IDXChannel - Dua emiten grup Indofood yakni, PT Indofood Sukses Makmur Tbk (INDF) dan PT Indofood CBP Sukses Makmur Tbk (ICBP) kompak tergerus pada paruh pertama tahun ini atau sepanjang semester I 2022.
Dalam keterbukaan informasi di Bursa Efek Indonesia (BEI), laba INDF tergerus 16% menjadi Rp2,90 triliun dari sebelumnya sebesar Rp3,43 triliun. Adapun, ICBP mengalami penurunan laba sebesar 40% menjadi Rp1,93 triliun dari sebelumnya sebesar Rp3,22 triliun.

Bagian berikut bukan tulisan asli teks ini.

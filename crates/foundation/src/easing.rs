/// Animation pacing curves.
///
/// All curves map `t in [0, 1]` to `[0, 1]` with `f(0) = 0` and `f(1) = 1`;
/// inputs outside the unit interval are clamped first.

pub fn clamp01(t: f64) -> f64 {
    t.clamp(0.0, 1.0)
}

/// Cubic ease-in-out: slow start, fast middle, slow finish.
pub fn ease_in_out_cubic(t: f64) -> f64 {
    let t = clamp01(t);
    if t < 0.5 {
        4.0 * t * t * t
    } else {
        let u = -2.0 * t + 2.0;
        1.0 - u * u * u / 2.0
    }
}

/// Linear interpolation, extrapolation-free.
pub fn lerp(a: f64, b: f64, t: f64) -> f64 {
    a + (b - a) * clamp01(t)
}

CEO and Founder Tiamo Capital Hendra Martono Liem mengatakan, gerak saham INDF akan mengalami penurunan dan menguji harga di level Rp7.925. Untuk kembali menguat, ICBP akan menuju area bottom box di level 8.600. ICBP pada perdagangan hari ini melemah 4,87% atau 425 poin ke Rp8.300.
“Jika ICBP belum mampu menuju ke atas bottom box, maka tekanan ke arah bawah masih akan sangat kuat,” kata Hendra dalam 2nd Session Closing IDX Channel, Rabu (31/8/2022).